*AVAILABLE DATA*.
//! Integration tests for the full session flow
//!
//! These tests drive `SessionManager` against a real SQLite database and
//! check the properties that must hold over any path through a form.

use std::collections::HashSet;
use std::sync::{Arc, Mutex};

use chrono::{DateTime, Duration, Utc};
use pretty_assertions::assert_eq;
use tempfile::tempdir;

use diagnostic_engine::config::{
    Config, DatabaseConfig, EngineConfig, LogFormat, LoggingConfig, OptionOrder, RequestConfig,
};
use diagnostic_engine::engine::{
    Clock, SessionManager, SessionState, Severity, SubmitOutcome, SubmitRequest,
    TerminationReason,
};
use diagnostic_engine::error::DiagnosticError;
use diagnostic_engine::form::DiagnosticForm;
use diagnostic_engine::storage::SqliteStorage;

/// Clock that only moves when told to.
#[derive(Clone)]
struct ManualClock(Arc<Mutex<DateTime<Utc>>>);

impl ManualClock {
    fn new() -> Self {
        Self(Arc::new(Mutex::new(Utc::now())))
    }

    fn advance(&self, by: Duration) {
        *self.0.lock().unwrap() += by;
    }
}

impl Clock for ManualClock {
    fn now(&self) -> DateTime<Utc> {
        *self.0.lock().unwrap()
    }
}

fn create_test_config(db_path: std::path::PathBuf) -> Config {
    Config {
        database: DatabaseConfig {
            path: db_path,
            max_connections: 1,
        },
        logging: LoggingConfig {
            level: "debug".to_string(),
            format: LogFormat::Pretty,
        },
        request: RequestConfig {
            timeout_ms: 5000,
            max_retries: 3,
        },
        engine: EngineConfig {
            option_order: OptionOrder::Authored,
            ..EngineConfig::default()
        },
    }
}

fn sample_form() -> DiagnosticForm {
    serde_json::from_str(include_str!("fixtures/multiplication_form.json"))
        .expect("fixture form parses")
}

async fn create_manager() -> (SessionManager, ManualClock) {
    let storage = SqliteStorage::new_in_memory()
        .await
        .expect("Failed to create in-memory storage");
    let clock = ManualClock::new();
    let config = create_test_config(":memory:".into());
    let manager = SessionManager::new(storage, &config).with_clock(Arc::new(clock.clone()));
    manager.register_form(sample_form()).await.unwrap();
    (manager, clock)
}

/// Answer `options` in order, returning every snapshot and the final outcome.
async fn run_path(
    manager: &SessionManager,
    options: &[&str],
) -> (Vec<SessionState>, SubmitOutcome) {
    let start = manager.start("learner-1", "form-mult-01").await.unwrap();
    let id = start.state.session_id.clone();
    let mut snapshots = vec![start.state];
    let mut last = None;

    for option in options {
        let outcome = manager
            .submit(SubmitRequest::new(&id, *option).with_time_spent(30))
            .await
            .unwrap();
        snapshots.push(manager.session(&id).await.unwrap());
        last = Some(outcome);
    }

    (snapshots, last.expect("at least one answer"))
}

/// Every answer sequence through the sample form, found by walking it.
async fn all_paths() -> Vec<Vec<String>> {
    let mut complete = Vec::new();
    let mut frontier: Vec<Vec<String>> = vec![Vec::new()];

    while let Some(prefix) = frontier.pop() {
        for option in ["A", "B", "C", "D"] {
            let (manager, _) = create_manager().await;
            let start = manager.start("learner-1", "form-mult-01").await.unwrap();
            let id = start.state.session_id;

            let mut path = prefix.clone();
            path.push(option.to_string());
            let mut outcome = None;
            let mut valid = true;
            for answer in &path {
                match manager.submit(SubmitRequest::new(&id, answer.as_str())).await {
                    Ok(o) => outcome = Some(o),
                    Err(DiagnosticError::InvalidOption { .. }) => {
                        valid = false;
                        break;
                    }
                    Err(e) => panic!("unexpected error on {:?}: {}", path, e),
                }
            }
            if !valid {
                continue;
            }
            match outcome {
                Some(o) if o.is_terminal() => complete.push(path),
                Some(_) => frontier.push(path),
                None => {}
            }
        }
    }

    complete
}

#[cfg(test)]
mod property_integration {
    use super::*;
    use pretty_assertions::assert_eq;

    #[tokio::test]
    async fn test_invariants_hold_on_every_path() {
        let form = sample_form();
        let paths = all_paths().await;
        assert!(paths.len() >= 8, "expected several paths, got {:?}", paths);

        for path in paths {
            let options: Vec<&str> = path.iter().map(String::as_str).collect();
            let (manager, _) = create_manager().await;
            let (snapshots, outcome) = run_path(&manager, &options).await;
            assert!(outcome.is_terminal(), "{:?} should end the session", path);

            let mut previous: Option<&SessionState> = None;
            for snapshot in &snapshots {
                assert!(snapshot.visited_nodes.len() <= form.max_depth, "{:?}", path);

                let unique: HashSet<&String> = snapshot.visited_nodes.iter().collect();
                assert_eq!(unique.len(), snapshot.visited_nodes.len(), "{:?}", path);

                if let Some(prev) = previous {
                    for (tag, confidence) in &prev.suspected_misconceptions {
                        assert!(
                            snapshot.confidence(tag) >= *confidence,
                            "{} decreased on {:?}",
                            tag,
                            path
                        );
                    }
                    assert_eq!(snapshot.version, prev.version + 1);
                }
                previous = Some(snapshot);
            }

            let result = manager
                .result(&snapshots[0].session_id)
                .await
                .unwrap();
            assert!((0.0..=1.0).contains(&result.confidence_score));
            if result.all_misconceptions.is_empty() {
                assert_eq!(result.severity, Severity::Low, "{:?}", path);
            }
        }
    }

    #[tokio::test]
    async fn test_all_correct_session() {
        let (manager, _) = create_manager().await;
        let (_, outcome) = run_path(&manager, &["A"]).await;

        match outcome {
            SubmitOutcome::Terminal { result, progress, .. } => {
                assert!(result.all_misconceptions.is_empty());
                assert_eq!(result.severity, Severity::Low);
                assert!(result.recommended_interventions.is_empty());
                assert_eq!(progress.completion, 1.0);
            }
            other => panic!("expected terminal, got {:?}", other),
        }
    }

    #[tokio::test]
    async fn test_half_of_distractor_confirmed_by_probe() {
        let (manager, _) = create_manager().await;
        let (snapshots, outcome) = run_path(&manager, &["C", "C"]).await;

        let result = match outcome {
            SubmitOutcome::Terminal { result, .. } => result,
            other => panic!("expected terminal, got {:?}", other),
        };
        assert_eq!(result.primary_misconception.as_deref(), Some("mult-decreases"));
        assert!(result.confidence_score >= 0.65);
        assert!(!result.recommended_interventions.is_empty());
        assert!(matches!(result.severity, Severity::High | Severity::Critical));
        assert_eq!(result.response_path, vec!["item-root", "probe-decreases"]);

        let last = snapshots.last().unwrap();
        assert!(last.is_confirmed("mult-decreases"));
        assert!(last.is_corroborated("mult-decreases"));
    }

    #[tokio::test]
    async fn test_additive_distractor_without_probe() {
        let (manager, _) = create_manager().await;
        let (_, outcome) = run_path(&manager, &["D"]).await;

        let result = match outcome {
            SubmitOutcome::Terminal { result, .. } => result,
            other => panic!("expected terminal, got {:?}", other),
        };
        assert!(result.primary_misconception.is_none());
        assert_eq!(result.severity, Severity::Medium);
        assert_eq!(result.termination, TerminationReason::EndOfPath);
        assert!(result.all_misconceptions.contains_key("add-instead-of-multiply"));
    }
}

#[cfg(test)]
mod idempotence_integration {
    use super::*;
    use pretty_assertions::assert_eq;

    #[tokio::test]
    async fn test_retry_of_applied_answer_is_not_double_counted() {
        let (manager, _) = create_manager().await;
        let start = manager.start("learner-1", "form-mult-01").await.unwrap();
        let id = start.state.session_id;

        let request = SubmitRequest::new(&id, "B").for_node("item-root");
        manager.submit(request.clone()).await.unwrap();
        let after_first = manager.session(&id).await.unwrap();

        for _ in 0..3 {
            let outcome = manager.submit(request.clone()).await.unwrap();
            match outcome {
                SubmitOutcome::Continue { next_node, replayed, .. } => {
                    assert!(replayed);
                    assert_eq!(next_node.node_id, "probe-bigger");
                }
                other => panic!("expected replay, got {:?}", other),
            }
        }

        assert_eq!(manager.session(&id).await.unwrap(), after_first);
    }

    #[tokio::test(flavor = "multi_thread", worker_threads = 4)]
    async fn test_concurrent_duplicates_commit_once() {
        let (manager, _) = create_manager().await;
        let manager = Arc::new(manager);
        let start = manager.start("learner-1", "form-mult-01").await.unwrap();
        let id = start.state.session_id;

        let mut handles = Vec::new();
        for _ in 0..6 {
            let manager = Arc::clone(&manager);
            let request = SubmitRequest::new(&id, "C").for_node("item-root");
            handles.push(tokio::spawn(async move { manager.submit(request).await }));
        }

        let mut fresh = 0;
        for handle in handles {
            match handle.await.unwrap().unwrap() {
                SubmitOutcome::Continue { replayed, next_node, .. } => {
                    assert_eq!(next_node.node_id, "probe-decreases");
                    if !replayed {
                        fresh += 1;
                    }
                }
                other => panic!("expected continue, got {:?}", other),
            }
        }
        assert_eq!(fresh, 1);

        let state = manager.session(&id).await.unwrap();
        assert_eq!(state.steps.len(), 1);
        assert_eq!(state.version, 1);
        assert!((state.confidence("mult-decreases") - 0.4).abs() < 1e-9);
    }
}

#[cfg(test)]
mod lifecycle_integration {
    use super::*;
    use pretty_assertions::assert_eq;

    #[tokio::test]
    async fn test_completed_session_rejects_answers() {
        let (manager, _) = create_manager().await;
        let (snapshots, _) = run_path(&manager, &["A"]).await;
        let done = snapshots.last().unwrap().clone();

        let err = manager
            .submit(SubmitRequest::new(&done.session_id, "B"))
            .await
            .unwrap_err();
        assert_eq!(err.code(), "SessionAlreadyComplete");
        assert_eq!(manager.session(&done.session_id).await.unwrap(), done);
    }

    #[tokio::test]
    async fn test_unknown_option_leaves_session_untouched() {
        let (manager, _) = create_manager().await;
        let start = manager.start("learner-1", "form-mult-01").await.unwrap();

        let err = manager
            .submit(SubmitRequest::new(&start.state.session_id, "E"))
            .await
            .unwrap_err();
        assert_eq!(err.code(), "InvalidOption");
        assert_eq!(
            manager.session(&start.state.session_id).await.unwrap(),
            start.state
        );
    }

    #[tokio::test]
    async fn test_expired_session_gets_result() {
        let (manager, clock) = create_manager().await;
        let start = manager.start("learner-1", "form-mult-01").await.unwrap();
        let id = start.state.session_id;
        manager
            .submit(SubmitRequest::new(&id, "B"))
            .await
            .unwrap();

        clock.advance(Duration::minutes(30));
        let expired = manager.expire_inactive(clock.now()).await.unwrap();
        assert_eq!(expired, vec![id.clone()]);

        let result = manager.result(&id).await.unwrap();
        assert_eq!(result.termination, TerminationReason::Expired);
        assert!(result.confidence_score <= 0.3);
        assert!(result.teacher_summary.contains("expired"));

        // A second sweep has nothing left to do.
        assert!(manager.expire_inactive(clock.now()).await.unwrap().is_empty());
    }

    #[tokio::test]
    async fn test_sessions_survive_restart() {
        let dir = tempdir().unwrap();
        let config = create_test_config(dir.path().join("diagnostic.db"));
        let clock = ManualClock::new();

        let id = {
            let storage = SqliteStorage::new(&config.database).await.unwrap();
            let manager =
                SessionManager::new(storage, &config).with_clock(Arc::new(clock.clone()));
            manager.register_form(sample_form()).await.unwrap();
            let start = manager.start("learner-1", "form-mult-01").await.unwrap();
            manager
                .submit(SubmitRequest::new(&start.state.session_id, "C"))
                .await
                .unwrap();
            start.state.session_id
        };

        let storage = SqliteStorage::new(&config.database).await.unwrap();
        let manager = SessionManager::new(storage, &config).with_clock(Arc::new(clock));
        let node = manager.current_node(&id).await.unwrap().unwrap();
        assert_eq!(node.node_id, "probe-decreases");

        let outcome = manager
            .submit(SubmitRequest::new(&id, "C"))
            .await
            .unwrap();
        assert!(outcome.is_terminal());
    }
}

*THE PROBLEM*. The answer must be every line from the records above that contains the word "DiagnosticError", copied out.

*TASK OUTPUT*.
use diagnostic_engine::error::DiagnosticError;
                    Err(DiagnosticError::InvalidOption { .. }) => {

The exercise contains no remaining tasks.